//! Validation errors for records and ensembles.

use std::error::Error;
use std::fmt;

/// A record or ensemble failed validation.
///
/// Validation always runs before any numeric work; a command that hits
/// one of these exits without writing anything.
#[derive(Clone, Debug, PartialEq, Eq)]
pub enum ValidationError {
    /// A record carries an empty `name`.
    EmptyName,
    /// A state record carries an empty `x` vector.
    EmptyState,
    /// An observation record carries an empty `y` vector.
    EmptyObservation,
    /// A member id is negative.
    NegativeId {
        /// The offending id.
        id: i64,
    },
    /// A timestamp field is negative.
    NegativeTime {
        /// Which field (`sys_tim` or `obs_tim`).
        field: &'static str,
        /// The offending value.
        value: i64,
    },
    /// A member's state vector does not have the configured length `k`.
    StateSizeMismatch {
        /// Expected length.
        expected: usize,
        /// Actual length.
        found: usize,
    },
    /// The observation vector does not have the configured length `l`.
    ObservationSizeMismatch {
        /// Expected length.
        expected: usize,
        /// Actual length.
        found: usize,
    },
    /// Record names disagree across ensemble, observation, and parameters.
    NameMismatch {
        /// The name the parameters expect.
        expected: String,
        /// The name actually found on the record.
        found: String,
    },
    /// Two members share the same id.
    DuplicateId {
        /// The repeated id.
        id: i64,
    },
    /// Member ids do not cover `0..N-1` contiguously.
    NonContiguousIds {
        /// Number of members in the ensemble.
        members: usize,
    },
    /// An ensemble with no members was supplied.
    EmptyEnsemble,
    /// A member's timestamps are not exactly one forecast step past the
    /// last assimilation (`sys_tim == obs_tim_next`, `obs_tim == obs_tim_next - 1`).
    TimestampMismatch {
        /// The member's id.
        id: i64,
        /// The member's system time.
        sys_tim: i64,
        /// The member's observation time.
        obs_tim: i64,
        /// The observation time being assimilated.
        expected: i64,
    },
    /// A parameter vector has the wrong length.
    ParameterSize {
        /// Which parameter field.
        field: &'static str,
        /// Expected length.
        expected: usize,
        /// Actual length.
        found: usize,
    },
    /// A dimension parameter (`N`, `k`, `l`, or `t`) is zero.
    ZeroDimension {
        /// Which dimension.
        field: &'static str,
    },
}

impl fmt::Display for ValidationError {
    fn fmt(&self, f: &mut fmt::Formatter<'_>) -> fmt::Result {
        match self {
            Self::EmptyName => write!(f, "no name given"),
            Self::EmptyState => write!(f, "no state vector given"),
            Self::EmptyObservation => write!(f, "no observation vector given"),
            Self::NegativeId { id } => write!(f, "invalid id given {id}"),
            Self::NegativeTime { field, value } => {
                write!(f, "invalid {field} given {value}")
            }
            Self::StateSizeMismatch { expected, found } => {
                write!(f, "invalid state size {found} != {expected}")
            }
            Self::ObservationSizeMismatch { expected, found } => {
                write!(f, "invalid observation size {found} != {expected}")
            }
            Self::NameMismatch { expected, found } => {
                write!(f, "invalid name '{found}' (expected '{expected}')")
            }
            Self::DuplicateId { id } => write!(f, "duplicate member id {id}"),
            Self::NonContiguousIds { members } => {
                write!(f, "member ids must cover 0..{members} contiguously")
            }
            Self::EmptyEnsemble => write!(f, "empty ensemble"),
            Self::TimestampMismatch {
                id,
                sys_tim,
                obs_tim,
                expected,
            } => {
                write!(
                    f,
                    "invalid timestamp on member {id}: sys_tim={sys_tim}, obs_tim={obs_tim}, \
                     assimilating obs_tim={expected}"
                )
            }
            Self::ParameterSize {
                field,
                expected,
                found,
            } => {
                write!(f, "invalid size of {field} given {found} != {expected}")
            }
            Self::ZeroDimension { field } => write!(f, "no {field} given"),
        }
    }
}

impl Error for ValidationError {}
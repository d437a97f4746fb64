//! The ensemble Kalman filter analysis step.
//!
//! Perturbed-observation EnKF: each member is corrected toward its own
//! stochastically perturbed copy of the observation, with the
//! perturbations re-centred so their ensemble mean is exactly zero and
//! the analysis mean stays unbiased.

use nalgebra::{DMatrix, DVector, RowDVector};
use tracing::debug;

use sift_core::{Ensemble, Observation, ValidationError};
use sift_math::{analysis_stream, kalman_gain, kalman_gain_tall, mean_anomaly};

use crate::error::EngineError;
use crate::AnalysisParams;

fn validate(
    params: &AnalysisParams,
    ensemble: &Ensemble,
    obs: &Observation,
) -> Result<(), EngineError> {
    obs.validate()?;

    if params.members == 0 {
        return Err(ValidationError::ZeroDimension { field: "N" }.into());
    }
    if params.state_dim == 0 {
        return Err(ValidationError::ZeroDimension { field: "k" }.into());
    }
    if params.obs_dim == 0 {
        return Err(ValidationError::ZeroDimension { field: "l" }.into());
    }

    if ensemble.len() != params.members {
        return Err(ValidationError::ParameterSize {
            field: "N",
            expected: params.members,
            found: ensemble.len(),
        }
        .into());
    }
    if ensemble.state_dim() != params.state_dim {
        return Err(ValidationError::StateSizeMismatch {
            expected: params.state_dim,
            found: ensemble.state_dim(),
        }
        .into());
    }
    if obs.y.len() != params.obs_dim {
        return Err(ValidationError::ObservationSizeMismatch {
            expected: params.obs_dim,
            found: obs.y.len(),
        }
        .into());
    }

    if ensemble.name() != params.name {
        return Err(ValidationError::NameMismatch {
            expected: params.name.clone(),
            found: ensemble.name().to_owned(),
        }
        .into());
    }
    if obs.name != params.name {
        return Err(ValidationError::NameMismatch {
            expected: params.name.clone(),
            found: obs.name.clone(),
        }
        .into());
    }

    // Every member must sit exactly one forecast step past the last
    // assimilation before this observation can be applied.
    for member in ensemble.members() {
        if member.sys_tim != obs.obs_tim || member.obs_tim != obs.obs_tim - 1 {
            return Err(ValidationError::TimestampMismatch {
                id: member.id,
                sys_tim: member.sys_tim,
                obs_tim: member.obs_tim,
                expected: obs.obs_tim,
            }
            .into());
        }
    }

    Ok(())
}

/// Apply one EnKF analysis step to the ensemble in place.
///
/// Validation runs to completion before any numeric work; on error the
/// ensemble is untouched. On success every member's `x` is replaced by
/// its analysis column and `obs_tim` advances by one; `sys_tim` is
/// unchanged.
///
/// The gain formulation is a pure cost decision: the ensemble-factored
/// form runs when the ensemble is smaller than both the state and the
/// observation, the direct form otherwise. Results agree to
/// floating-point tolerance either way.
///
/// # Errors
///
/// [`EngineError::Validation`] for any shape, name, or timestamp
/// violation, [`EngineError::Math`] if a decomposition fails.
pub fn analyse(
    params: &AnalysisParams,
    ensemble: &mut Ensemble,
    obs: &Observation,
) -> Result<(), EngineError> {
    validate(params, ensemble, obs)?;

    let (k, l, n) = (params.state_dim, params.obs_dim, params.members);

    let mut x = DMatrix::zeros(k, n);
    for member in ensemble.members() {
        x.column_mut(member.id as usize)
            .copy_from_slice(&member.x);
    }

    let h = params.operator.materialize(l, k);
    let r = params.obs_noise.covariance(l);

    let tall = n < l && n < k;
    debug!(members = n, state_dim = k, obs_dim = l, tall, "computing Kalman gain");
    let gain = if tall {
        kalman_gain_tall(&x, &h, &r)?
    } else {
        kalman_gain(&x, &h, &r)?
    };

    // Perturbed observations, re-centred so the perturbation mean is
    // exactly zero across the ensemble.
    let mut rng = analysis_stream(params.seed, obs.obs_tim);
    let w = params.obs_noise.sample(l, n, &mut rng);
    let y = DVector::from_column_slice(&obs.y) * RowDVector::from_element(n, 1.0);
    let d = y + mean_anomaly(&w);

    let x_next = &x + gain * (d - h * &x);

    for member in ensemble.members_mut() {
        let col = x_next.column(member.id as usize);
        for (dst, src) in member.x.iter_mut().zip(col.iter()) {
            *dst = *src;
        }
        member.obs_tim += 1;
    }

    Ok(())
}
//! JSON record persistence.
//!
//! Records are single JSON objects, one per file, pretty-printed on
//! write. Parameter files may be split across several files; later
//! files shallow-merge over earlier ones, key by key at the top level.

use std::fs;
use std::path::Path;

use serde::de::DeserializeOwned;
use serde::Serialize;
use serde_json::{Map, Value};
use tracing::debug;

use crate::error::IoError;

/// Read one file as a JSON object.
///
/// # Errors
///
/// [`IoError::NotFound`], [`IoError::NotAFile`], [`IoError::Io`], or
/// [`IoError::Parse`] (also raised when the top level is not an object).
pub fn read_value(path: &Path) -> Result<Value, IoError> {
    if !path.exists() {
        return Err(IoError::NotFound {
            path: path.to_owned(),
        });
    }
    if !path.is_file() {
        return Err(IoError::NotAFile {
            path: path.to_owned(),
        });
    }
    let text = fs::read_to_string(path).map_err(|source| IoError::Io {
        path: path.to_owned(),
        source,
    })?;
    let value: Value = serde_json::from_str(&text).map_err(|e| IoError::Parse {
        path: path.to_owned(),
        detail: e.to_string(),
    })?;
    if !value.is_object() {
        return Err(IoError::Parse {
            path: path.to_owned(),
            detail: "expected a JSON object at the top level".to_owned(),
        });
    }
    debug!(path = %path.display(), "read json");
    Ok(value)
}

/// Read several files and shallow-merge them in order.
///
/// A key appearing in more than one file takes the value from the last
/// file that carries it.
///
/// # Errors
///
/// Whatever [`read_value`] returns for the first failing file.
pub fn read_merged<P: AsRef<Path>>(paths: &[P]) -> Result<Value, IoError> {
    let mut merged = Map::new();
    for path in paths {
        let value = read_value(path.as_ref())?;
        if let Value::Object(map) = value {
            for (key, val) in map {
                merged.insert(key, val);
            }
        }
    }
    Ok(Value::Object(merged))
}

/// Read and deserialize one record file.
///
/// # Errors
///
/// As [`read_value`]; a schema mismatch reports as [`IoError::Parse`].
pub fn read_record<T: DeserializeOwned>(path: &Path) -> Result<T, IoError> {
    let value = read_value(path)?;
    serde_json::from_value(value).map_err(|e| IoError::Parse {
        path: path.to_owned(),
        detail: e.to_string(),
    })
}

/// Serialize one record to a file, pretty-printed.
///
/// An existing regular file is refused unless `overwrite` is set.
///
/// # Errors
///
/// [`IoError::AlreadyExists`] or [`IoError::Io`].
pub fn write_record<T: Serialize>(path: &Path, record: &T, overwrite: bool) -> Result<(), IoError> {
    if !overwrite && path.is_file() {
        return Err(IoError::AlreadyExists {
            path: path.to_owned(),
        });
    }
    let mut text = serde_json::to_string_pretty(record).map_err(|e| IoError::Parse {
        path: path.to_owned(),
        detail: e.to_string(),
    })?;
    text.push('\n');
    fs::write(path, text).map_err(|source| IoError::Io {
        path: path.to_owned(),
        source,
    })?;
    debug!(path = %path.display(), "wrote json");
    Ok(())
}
-=-=-
What you have to do:
Extract the first line above and each line after it up to and including the one with "not exactly one forecast step past the", please, exactly and with nothing else.

Exercise result:
//! Validation errors for records and ensembles.

use std::error::Error;
use std::fmt;

/// A record or ensemble failed validation.
///
/// Validation always runs before any numeric work; a command that hits
/// one of these exits without writing anything.
#[derive(Clone, Debug, PartialEq, Eq)]
pub enum ValidationError {
    /// A record carries an empty `name`.
    EmptyName,
    /// A state record carries an empty `x` vector.
    EmptyState,
    /// An observation record carries an empty `y` vector.
    EmptyObservation,
    /// A member id is negative.
    NegativeId {
        /// The offending id.
        id: i64,
    },
    /// A timestamp field is negative.
    NegativeTime {
        /// Which field (`sys_tim` or `obs_tim`).
        field: &'static str,
        /// The offending value.
        value: i64,
    },
    /// A member's state vector does not have the configured length `k`.
    StateSizeMismatch {
        /// Expected length.
        expected: usize,
        /// Actual length.
        found: usize,
    },
    /// The observation vector does not have the configured length `l`.
    ObservationSizeMismatch {
        /// Expected length.
        expected: usize,
        /// Actual length.
        found: usize,
    },
    /// Record names disagree across ensemble, observation, and parameters.
    NameMismatch {
        /// The name the parameters expect.
        expected: String,
        /// The name actually found on the record.
        found: String,
    },
    /// Two members share the same id.
    DuplicateId {
        /// The repeated id.
        id: i64,
    },
    /// Member ids do not cover `0..N-1` contiguously.
    NonContiguousIds {
        /// Number of members in the ensemble.
        members: usize,
    },
    /// An ensemble with no members was supplied.
    EmptyEnsemble,
    /// A member's timestamps are not exactly one forecast step past the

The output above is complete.